9226-7772 Québec inc. c. Boyer

2017 QCRDL 39762

 

 

RÉGIE DU LOGEMENT

Bureau dE Montréal

 

No dossier :

363732 31 20171030 G

No demande :

2361154

 

 

Date :

05 décembre 2017

Régisseure :

Chantale Bouchard, juge administrative

 

9226-7772 QUÉBEC INC.

9335-4413 QUÉBEC INC.

 

Locatrices - Partie demanderesse

c.

Christian Boyer

 

Locataire - Partie défenderesse

 

D É C I S I O N

 

 

DEMANDE

[1]      Par un recours introduit le 30 octobre 2017, les locatrices demandent la résiliation du bail et l'expulsion du locataire, l’exécution provisoire de la décision, malgré l’appel, et les frais judiciaires.

[2]      Les motifs y sont principalement inscrits comme suit :

« Le locataire cause un problème grave d’infestation de punaises extrême et ne collabore pas avec l’exterminateur ou ces procédures à suivre et cela à trois reprises. La situation cause un très sérieux préjudice aux autres locataires et au locateur qui craignent pour leurs santé et propreté. Il ne profit pas de la jouissance de l'immeuble […] INFESTATION DE PUNAISES !!! » (Sic)

[3]      La procédure a été signifiée par huissier, tel qu’admis.

[4]      Les locatrices sont représentées à l’instance par leur président respectif, monsieur Branko Latin et madame Josie Farinacci. Ceux-ci font entendre principalement leur gestionnaire, monsieur Giuseppe Vitale.

[5]      Il s’agit d’un immeuble comportant six appartements répartis sur trois niveaux. Celui concerné est situé à l’étage supérieur.

[6]      Les parties sont liées par le bail du logement de 4 ½ pièces depuis le 1er avril 2016 (P-1), reconduit pour la période du 1er juillet 2017 au 30 juin 2018 (P-2).

[7]      Le gestionnaire réitère chacun des allégués de la procédure.

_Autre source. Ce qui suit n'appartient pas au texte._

#[cfg(test)]
mod tests {
    use super::*;
    use crate::client::{self, ClientQueue};
    use async_trait::async_trait;
    use bytes::Bytes;
    use keyscope_core::store::{MemoryUsage, NotificationStream};
    use keyscope_core::test_helpers::MemoryStore;
    use mockall::mock;
    use mockall::predicate::eq;

    mock! {
        RedisStore {}

        #[async_trait]
        impl Store for RedisStore {
            async fn notification_config(&self) -> keyscope_core::Result<String>;
            async fn set_notification_config(&self, flags: &str) -> keyscope_core::Result<()>;
            async fn psubscribe(&self, pattern: &str) -> keyscope_core::Result<NotificationStream>;
            async fn db_size(&self) -> keyscope_core::Result<i64>;
            async fn memory_usage(&self) -> keyscope_core::Result<MemoryUsage>;
        }
    }

    struct Harness {
        memory: Arc<MemoryStore>,
        controller: NotificationController,
        hub: Hub,
    }

    fn harness(memory: MemoryStore, prefix: &str) -> Harness {
        let memory = Arc::new(memory);
        let store: Arc<dyn Store> = memory.clone();
        let (hub, _task) = Hub::spawn(64, CancellationToken::new());
        let controller = NotificationController::new(
            store,
            hub.clone(),
            0,
            KeyFilter::new(prefix),
            8,
            CancellationToken::new(),
        );
        Harness {
            memory,
            controller,
            hub,
        }
    }

    async fn viewer(hub: &Hub) -> ClientQueue {
        let (handle, queue) = client::channel(64);
        hub.register(handle).await.unwrap();
        queue
    }

    fn drain(queue: &mut ClientQueue) -> Vec<Envelope> {
        std::iter::from_fn(|| queue.try_recv())
            .map(|frame: Bytes| serde_json::from_slice(&frame).unwrap())
            .collect()
    }

    #[tokio::test]
    async fn test_enable_and_disable_are_idempotent() {
        let h = harness(MemoryStore::with_notify_flags("KEA"), "");
        let mut queue = viewer(&h.hub).await;

        assert!(h.controller.enable().await.unwrap());
        assert!(!h.controller.enable().await.unwrap());
        assert!(h.controller.is_enabled());
        assert_eq!(h.memory.patterns().len(), 1, "only one subscription is opened");

        assert!(h.controller.disable().await);
        assert!(!h.controller.disable().await);
        assert!(!h.controller.is_enabled());

        h.hub.client_count().await;
        assert_eq!(
            drain(&mut queue),
            [Envelope::status(true, ""), Envelope::status(false, "")]
        );
    }

    fn snapshot() -> StatsSnapshot {
        StatsSnapshot {
            db_size: 3,
            used_memory: 1024,
            used_memory_human: "1.00K".to_string(),
            notifications_on: true,
        }
    }

    #[tokio::test]
    async fn test_admit_greets_before_later_status() {
        let h = harness(MemoryStore::with_notify_flags("KEA"), "");
        let (handle, mut queue) = client::channel(8);

        // A snapshot taken before the state settled is corrected on admit.
        h.controller.admit(handle, snapshot()).await.unwrap();
        h.controller.enable().await.unwrap();

        h.hub.client_count().await;
        let stale = StatsSnapshot {
            notifications_on: false,
            ..snapshot()
        };
        assert_eq!(
            drain(&mut queue),
            [
                Envelope::status(false, ""),
                Envelope::Stats(stale),
                Envelope::status(true, ""),
            ]
        );
        assert_eq!(h.hub.client_count().await, 1);
    }

    #[tokio::test]
    async fn test_admit_waits_for_pending_enable() {
        let h = Arc::new(harness(MemoryStore::with_notify_flags("KEA"), ""));

        // Queue an enable behind the transition lock, then a viewer behind it.
        let guard = h.controller.state.lock().await;
        let enabling = tokio::spawn({
            let h = Arc::clone(&h);
            async move { h.controller.enable().await }
        });
        tokio::task::yield_now().await;

        let (handle, mut queue) = client::channel(8);
        let stale = StatsSnapshot {
            notifications_on: false,
            ..snapshot()
        };
        let admitted = tokio::spawn({
            let h = Arc::clone(&h);
            async move { h.controller.admit(handle, stale).await }
        });
        tokio::task::yield_now().await;
        assert!(queue.try_recv().is_none(), "greeting waits for the transition");

        drop(guard);
        assert!(enabling.await.unwrap().unwrap());
        admitted.await.unwrap().unwrap();

        h.hub.client_count().await;
        assert_eq!(
            drain(&mut queue),
            [Envelope::status(true, ""), Envelope::Stats(snapshot())]
        );
    }

    #[tokio::test]
    async fn test_admit_with_tiny_queue_still_registers() {
        let h = harness(MemoryStore::with_notify_flags("KEA"), "");
        let (handle, mut queue) = client::channel(1);

        h.controller.admit(handle, snapshot()).await.unwrap();

        assert_eq!(drain(&mut queue), [Envelope::status(false, "")]);
        assert_eq!(h.hub.client_count().await, 1);
    }

    #[tokio::test]
    async fn test_auto_enable_writes_flags_once() {
        let mut store = MockRedisStore::new();
        store
            .expect_notification_config()
            .returning(|| Ok(String::new()));
        store
            .expect_set_notification_config()
            .with(eq(NOTIFY_FLAGS))
            .times(1)
            .returning(|_| Ok(()));
        store
            .expect_psubscribe()
            .with(eq("__keyspace@0__:*"))
            .times(1)
            .returning(|_| Ok(futures::StreamExt::boxed(futures::stream::pending())));

        let (hub, _task) = Hub::spawn(16, CancellationToken::new());
        let controller = NotificationController::new(
            Arc::new(store),
            hub,
            0,
            KeyFilter::default(),
            8,
            CancellationToken::new(),
        );

        controller.start(true).await;
        assert!(controller.is_enabled());
    }

    #[tokio::test]
    async fn test_empty_config_without_auto_enable_stays_disabled() {
        let h = harness(MemoryStore::new(), "");

        h.controller.start(false).await;

        assert!(!h.controller.is_enabled());
        assert!(h.memory.config_writes().is_empty());
        assert!(h.memory.patterns().is_empty());
    }

    #[tokio::test]
    async fn test_existing_config_enables_without_writing() {
        let h = harness(MemoryStore::with_notify_flags("Kx"), "");

        h.controller.start(false).await;

        assert!(h.controller.is_enabled());
        assert!(h.memory.config_writes().is_empty());
    }

    #[tokio::test]
    async fn test_config_error_leaves_controller_disabled() {
        let h = harness(MemoryStore::new(), "");
        h.memory.fail_config(true);

        h.controller.start(true).await;
        assert!(!h.controller.is_enabled());
        assert!(h.controller.enable().await.is_err());
        assert!(!h.controller.is_enabled());
    }

    #[tokio::test]
    async fn test_subscribe_error_is_returned() {
        let h = harness(MemoryStore::with_notify_flags("KEA"), "");
        h.memory.fail_subscribe(true);

        assert!(h.controller.enable().await.is_err());
        assert!(!h.controller.is_enabled());

        h.memory.fail_subscribe(false);
        assert!(h.controller.enable().await.unwrap(), "a later enable can succeed");
    }

    #[tokio::test]
    async fn test_disable_cancels_subscription() {
        let h = harness(MemoryStore::with_notify_flags("KEA"), "");
        h.controller.enable().await.unwrap();
        assert_eq!(h.memory.open_subscriptions(), 1);

        h.controller.disable().await;

        for _ in 0..100 {
            if h.memory.open_subscriptions() == 0 {
                break;
            }
            tokio::task::yield_now().await;
        }
        assert_eq!(h.memory.open_subscriptions(), 0);
    }

    #[tokio::test]
    async fn test_subscription_loss_disables() {
        let h = harness(MemoryStore::with_notify_flags("KEA"), "");
        let mut queue = viewer(&h.hub).await;
        h.controller.enable().await.unwrap();

        h.memory.drop_subscriptions();

        for _ in 0..100 {
            if !h.controller.is_enabled() {
                break;
            }
            tokio::task::yield_now().await;
        }
        assert!(!h.controller.is_enabled());

        h.hub.client_count().await;
        assert_eq!(
            drain(&mut queue),
            [
                Envelope::status(true, ""),
                Envelope::status(false, SUBSCRIPTION_LOST_MSG)
            ]
        );

        assert!(h.controller.enable().await.unwrap(), "can re-enable after loss");
    }

    #[tokio::test]
    async fn test_auto_enable_end_to_end() {
        let h = harness(MemoryStore::new(), "app:");
        let mut queue = viewer(&h.hub).await;

        h.controller.start(true).await;
        assert_eq!(h.memory.config_writes(), [NOTIFY_FLAGS]);

        h.memory.touch(0, "other:1", "set");
        h.memory.touch(0, "app:42", "set");

        let mut seen = Vec::new();
        for _ in 0..100 {
            seen.extend(drain(&mut queue));
            if seen.len() >= 2 {
                break;
            }
            tokio::task::yield_now().await;
        }
        assert_eq!(
            seen,
            [
                Envelope::status(true, ""),
                Envelope::from(keyscope_core::ChangeEvent::new("set", "app:42")),
            ]
        );
    }
}
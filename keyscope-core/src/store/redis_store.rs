use async_trait::async_trait;
use futures::{future, StreamExt};
use redis::aio::MultiplexedConnection;
use redis::{Client, FromRedisValue, IntoConnectionInfo};
use std::collections::HashMap;
use std::time::Duration;
use tokio::sync::Mutex;
use tokio::time::timeout;
use tracing::{debug, info, warn};

use super::{MemoryUsage, NotificationStream, RawNotification, Store, NOTIFY_CONFIG_KEY};
use crate::{Error, Result};

/// [`Store`] backed by a Redis server
///
/// Commands share one multiplexed connection that is opened lazily and
/// dropped after a connection-level failure so the next call reconnects.
/// Each pattern subscription gets a dedicated connection.
pub struct RedisStore {
    client: Client,
    op_timeout: Duration,
    conn: Mutex<Option<MultiplexedConnection>>,
}

impl RedisStore {
    /// Connection settings come from `url`, except the database: commands
    /// always run against `db`, the same database whose keyspace is watched.
    pub fn open(url: &str, db: u32, op_timeout: Duration) -> Result<Self> {
        let info = url.into_connection_info()?;
        if info.redis_settings().db() != i64::from(db) {
            debug!(
                url_db = info.redis_settings().db(),
                db = db,
                "Overriding database from Redis URL"
            );
        }
        let settings = info.redis_settings().clone().set_db(i64::from(db));
        let client = Client::open(info.set_redis_settings(settings))?;
        Ok(Self {
            client,
            op_timeout,
            conn: Mutex::new(None),
        })
    }

    async fn connection(&self) -> Result<MultiplexedConnection> {
        let mut guard = self.conn.lock().await;
        if let Some(conn) = guard.as_ref() {
            return Ok(conn.clone());
        }

        let conn = timeout(self.op_timeout, self.client.get_multiplexed_async_connection())
            .await
            .map_err(|_| Error::Timeout("connecting to Redis".to_string()))??;
        info!("Redis command connection established");
        *guard = Some(conn.clone());
        Ok(conn)
    }

    async fn query<T: FromRedisValue>(&self, cmd: &redis::Cmd) -> Result<T> {
        let mut conn = self.connection().await?;
        match timeout(self.op_timeout, cmd.query_async::<T>(&mut conn)).await {
            Ok(Ok(value)) => Ok(value),
            Ok(Err(e)) => {
                if e.is_connection_dropped() || e.is_io_error() {
                    debug!(error = %e, "Dropping broken Redis connection");
                    self.conn.lock().await.take();
                }
                Err(e.into())
            }
            Err(_) => {
                self.conn.lock().await.take();
                Err(Error::Timeout("Redis command".to_string()))
            }
        }
    }
}

#[async_trait]
impl Store for RedisStore {
    async fn notification_config(&self) -> Result<String> {
        let reply: HashMap<String, String> = self
            .query(redis::cmd("CONFIG").arg("GET").arg(NOTIFY_CONFIG_KEY))
            .await?;
        reply
            .get(NOTIFY_CONFIG_KEY)
            .cloned()
            .ok_or_else(|| {
                Error::UnexpectedReply(format!("CONFIG GET {NOTIFY_CONFIG_KEY} returned nothing"))
            })
    }

    async fn set_notification_config(&self, flags: &str) -> Result<()> {
        self.query::<()>(redis::cmd("CONFIG").arg("SET").arg(NOTIFY_CONFIG_KEY).arg(flags))
            .await
    }

    async fn psubscribe(&self, pattern: &str) -> Result<NotificationStream> {
        let mut pubsub = timeout(self.op_timeout, self.client.get_async_pubsub())
            .await
            .map_err(|_| Error::Timeout("opening Redis Pub/Sub connection".to_string()))??;

        timeout(self.op_timeout, pubsub.psubscribe(pattern))
            .await
            .map_err(|_| Error::Timeout(format!("subscribing to {pattern}")))??;

        info!(pattern = %pattern, "Redis pattern subscription opened");

        let stream = pubsub.into_on_message().filter_map(|msg| {
            let channel = msg.get_channel_name().to_string();
            let raw = match msg.get_payload::<String>() {
                Ok(payload) => Some(RawNotification { channel, payload }),
                Err(e) => {
                    warn!(error = %e, channel = %channel, "Invalid payload");
                    None
                }
            };
            future::ready(raw)
        });

        Ok(stream.boxed())
    }

    async fn db_size(&self) -> Result<i64> {
        self.query(&redis::cmd("DBSIZE")).await
    }

    async fn memory_usage(&self) -> Result<MemoryUsage> {
        let info: String = self.query(redis::cmd("INFO").arg("memory")).await?;
        parse_memory_info(&info).ok_or_else(|| {
            Error::UnexpectedReply("INFO memory has no used_memory field".to_string())
        })
    }
}

/// Extract `used_memory` and `used_memory_human` from an `INFO memory` reply
#[must_use]
pub fn parse_memory_info(info: &str) -> Option<MemoryUsage> {
    let mut used_memory = None;
    let mut used_memory_human = String::new();

    for line in info.lines() {
        match line.trim_end().split_once(':') {
            Some(("used_memory", value)) => used_memory = value.parse::<i64>().ok(),
            Some(("used_memory_human", value)) => used_memory_human = value.to_string(),
            _ => {}
        }
    }

    used_memory.map(|used_memory| MemoryUsage {
        used_memory,
        used_memory_human,
    })
}
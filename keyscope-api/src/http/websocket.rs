//! WebSocket delivery of live envelopes
//!
//! Each connection gets a bounded outbound queue registered with the hub.
//! The drain loop runs in its own task and writes JSON text frames; the
//! handler task reads the socket only to notice the viewer leaving. Both
//! share one cancellation scope, so whichever exits first tears down the
//! other, and the viewer is unregistered exactly once.

use async_trait::async_trait;
use axum::{
    extract::{
        ws::{Message, WebSocket},
        State, WebSocketUpgrade,
    },
    response::IntoResponse,
};
use bytes::Bytes;
use futures::stream::{SplitSink, SplitStream};
use futures::{SinkExt, StreamExt};
use keyscope_live::client::{self, run_drain_loop};
use keyscope_live::FrameSink;
use tokio_util::sync::CancellationToken;
use tracing::{debug, info, warn};

use crate::http::AppState;

/// Viewers never send anything meaningful; keep inbound frames small
const MAX_INBOUND_MESSAGE_SIZE: usize = 4 * 1024;

/// Websocket write half adapted to the drain loop
struct WebSocketSink {
    sender: SplitSink<WebSocket, Message>,
}

#[async_trait]
impl FrameSink for WebSocketSink {
    async fn send_frame(&mut self, frame: Bytes) -> anyhow::Result<()> {
        let text = String::from_utf8(frame.to_vec())?;
        self.sender.send(Message::Text(text.into())).await?;
        Ok(())
    }

    async fn close(&mut self) {
        let _ = self.sender.send(Message::Close(None)).await;
        let _ = self.sender.close().await;
    }
}

/// GET /ws - Upgrade into a live view connection
pub async fn websocket_handler(
    State(state): State<AppState>,
    ws: WebSocketUpgrade,
) -> impl IntoResponse {
    ws.max_message_size(MAX_INBOUND_MESSAGE_SIZE)
        .on_upgrade(move |socket| handle_socket(socket, state))
}

async fn handle_socket(socket: WebSocket, state: AppState) {
    let (handle, queue) = client::channel(state.queue_capacity);
    let client_id = handle.id().clone();

    // The snapshot may be slow; the controller settles its live flag when
    // it queues the greeting and registers the viewer.
    let snapshot = state.stats.snapshot().await;
    if let Err(e) = state.controller.admit(handle, snapshot).await {
        warn!(client_id = %client_id, error = %e, "Rejecting viewer");
        return;
    }
    info!(client_id = %client_id, "Live view connection established");

    let (sender, receiver) = socket.split();
    let scope = state.shutdown.child_token();

    let drain_scope = scope.clone();
    let write_timeout = state.write_timeout;
    let drain = tokio::spawn(async move {
        let _guard = drain_scope.clone().drop_guard();
        run_drain_loop(queue, WebSocketSink { sender }, write_timeout, drain_scope).await
    });

    watch_liveness(receiver, &scope).await;
    scope.cancel();

    state.hub.unregister(&client_id).await;
    match drain.await {
        Ok(exit) => info!(client_id = %client_id, exit = ?exit, "Live view connection closed"),
        Err(e) => warn!(client_id = %client_id, error = %e, "Drain task failed"),
    }
}

/// Read until the viewer goes away or the scope is cancelled
async fn watch_liveness(mut receiver: SplitStream<WebSocket>, scope: &CancellationToken) {
    loop {
        tokio::select! {
            biased;
            () = scope.cancelled() => return,
            message = receiver.next() => match message {
                Some(Ok(Message::Close(_))) | None => {
                    debug!("Viewer closed the connection");
                    return;
                }
                Some(Err(e)) => {
                    debug!(error = %e, "Viewer connection read failed");
                    return;
                }
                Some(Ok(_)) => {}
            },
        }
    }
}
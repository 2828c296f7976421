//! Keyspace notification subscriber
//!
//! Opens `__keyspace@{db}__:*` on the store and turns each delivered
//! `(channel, payload)` pair into a [`ChangeEvent`]. Events are handed out
//! through a bounded channel; when it closes, the subscription is over.

use futures::StreamExt;
use keyscope_core::store::{NotificationStream, RawNotification};
use keyscope_core::{ChangeEvent, Store};
use std::sync::Arc;
use tokio::sync::mpsc;
use tokio_util::sync::CancellationToken;
use tracing::{debug, info, trace, warn};

use crate::error::Result;

/// Pattern matching every key notification of database `db`
#[must_use]
pub fn keyspace_pattern(db: u32) -> String {
    format!("__keyspace@{db}__:*")
}

/// Channel prefix stripped to recover the key name
#[must_use]
pub fn keyspace_prefix(db: u32) -> String {
    format!("__keyspace@{db}__:")
}

/// Parse a raw notification; `None` if the channel is outside `prefix`
#[must_use]
pub fn parse_notification(prefix: &str, raw: RawNotification) -> Option<ChangeEvent> {
    let key = raw.channel.strip_prefix(prefix)?;
    Some(ChangeEvent::new(raw.payload, key))
}

/// Open the subscription and start pumping events.
///
/// Fails if the subscription cannot be opened. Once it is open, the
/// returned receiver yields events in the order the store produced them and
/// closes when `cancel` fires or the upstream subscription ends.
pub async fn subscribe(
    store: &Arc<dyn Store>,
    db: u32,
    buffer: usize,
    cancel: CancellationToken,
) -> Result<mpsc::Receiver<ChangeEvent>> {
    let pattern = keyspace_pattern(db);
    let stream = store.psubscribe(&pattern).await?;

    let (tx, rx) = mpsc::channel(buffer);
    tokio::spawn(pump(stream, keyspace_prefix(db), tx, cancel));

    info!(db = db, pattern = %pattern, "Keyspace subscriber started");
    Ok(rx)
}

async fn pump(
    mut stream: NotificationStream,
    prefix: String,
    tx: mpsc::Sender<ChangeEvent>,
    cancel: CancellationToken,
) {
    loop {
        let raw = tokio::select! {
            biased;
            () = cancel.cancelled() => {
                debug!("Keyspace subscriber cancelled");
                break;
            }
            next = stream.next() => match next {
                Some(raw) => raw,
                None => {
                    warn!("Keyspace subscription ended upstream");
                    break;
                }
            },
        };

        let channel = raw.channel.clone();
        let Some(event) = parse_notification(&prefix, raw) else {
            debug!(channel = %channel, "Ignoring notification outside the keyspace prefix");
            continue;
        };
        trace!(op = %event.operation, key = %event.key, "Keyspace event");

        // Block while the router is behind; cancellation still wins.
        tokio::select! {
            biased;
            () = cancel.cancelled() => {
                debug!("Keyspace subscriber cancelled while delivering");
                break;
            }
            sent = tx.send(event) => {
                if sent.is_err() {
                    debug!("Event consumer gone, stopping subscriber");
                    break;
                }
            }
        }
    }

    // Release the upstream subscription before the consumer sees end-of-stream.
    drop(stream);
    drop(tx);
}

[8]      Il relate avoir été alerté de la présence de punaises à l'immeuble par la locataire de l’appartement 4 du second plancher. C’était le 17 octobre. Une inspection de tout l'immeuble par un exterminateur avait lieu le 21 octobre en sa présence (P-7A). Ce n’est qu’arrivés au logement, qu’ils y constataient une infestation majeure. Le locataire était avisé qu’il devait préparer son logement en vue d’un traitement.

[9]      Le 23 octobre, le gestionnaire faisait appel à un inspecteur de la Ville pour effectuer une visite au logement. L’infestation et le défaut de préparation pour procéder à un traitement étaient notés. Il en sera de même le 30 octobre suivant.

[10]   Le 24 octobre, le locataire était constitué en demeure de suivre les recommandations jointes de l’exterminateur, afin de contrer l’infestation de punaises sévissant au logement (P-6).

[11]   Le 28 octobre, l'immeuble était traité en entier contre les punaises de lit, à l’exception de l’appartement 6 (P-7B) dont l’accès était refusé, sans compter qu’il n’était pas préparé.

[12]   Le rapport suivant d'un inspecteur municipal a été communiqué pour valoir témoignage à l’instance (P-3)[1]  :

« 2017-10-23

inspection réalisée (photos)[2] Le logement #6 le logement n’est pas préparé adéquatement. peu de meuble mais le logement est malpropre. je lui remet un avis et une nouvelle inspection est programmée à vendredi 27 octobre 13hrs.

 2017-10-30

inspection réalisée (photos) Le logement #6. le logement n’est pas préparé adéquatement. les meubles dont le locataire devait se départir (matelas et canapé) sont toujours sur place. il ne semble pas y avoir eu de préparation de fait pour l’extermination. […] une nouvelle inspection devra être réalisée. » (Sic)   

[13]   Le 10 novembre, avis était donné à tous les occupants de l'immeuble qu’un traitement antiparasitaire aurait lieu le 13 novembre suivant. Encore une fois, seuls cinq appartements étaient traités, à défaut par le locataire d’avoir préparé adéquatement le sien.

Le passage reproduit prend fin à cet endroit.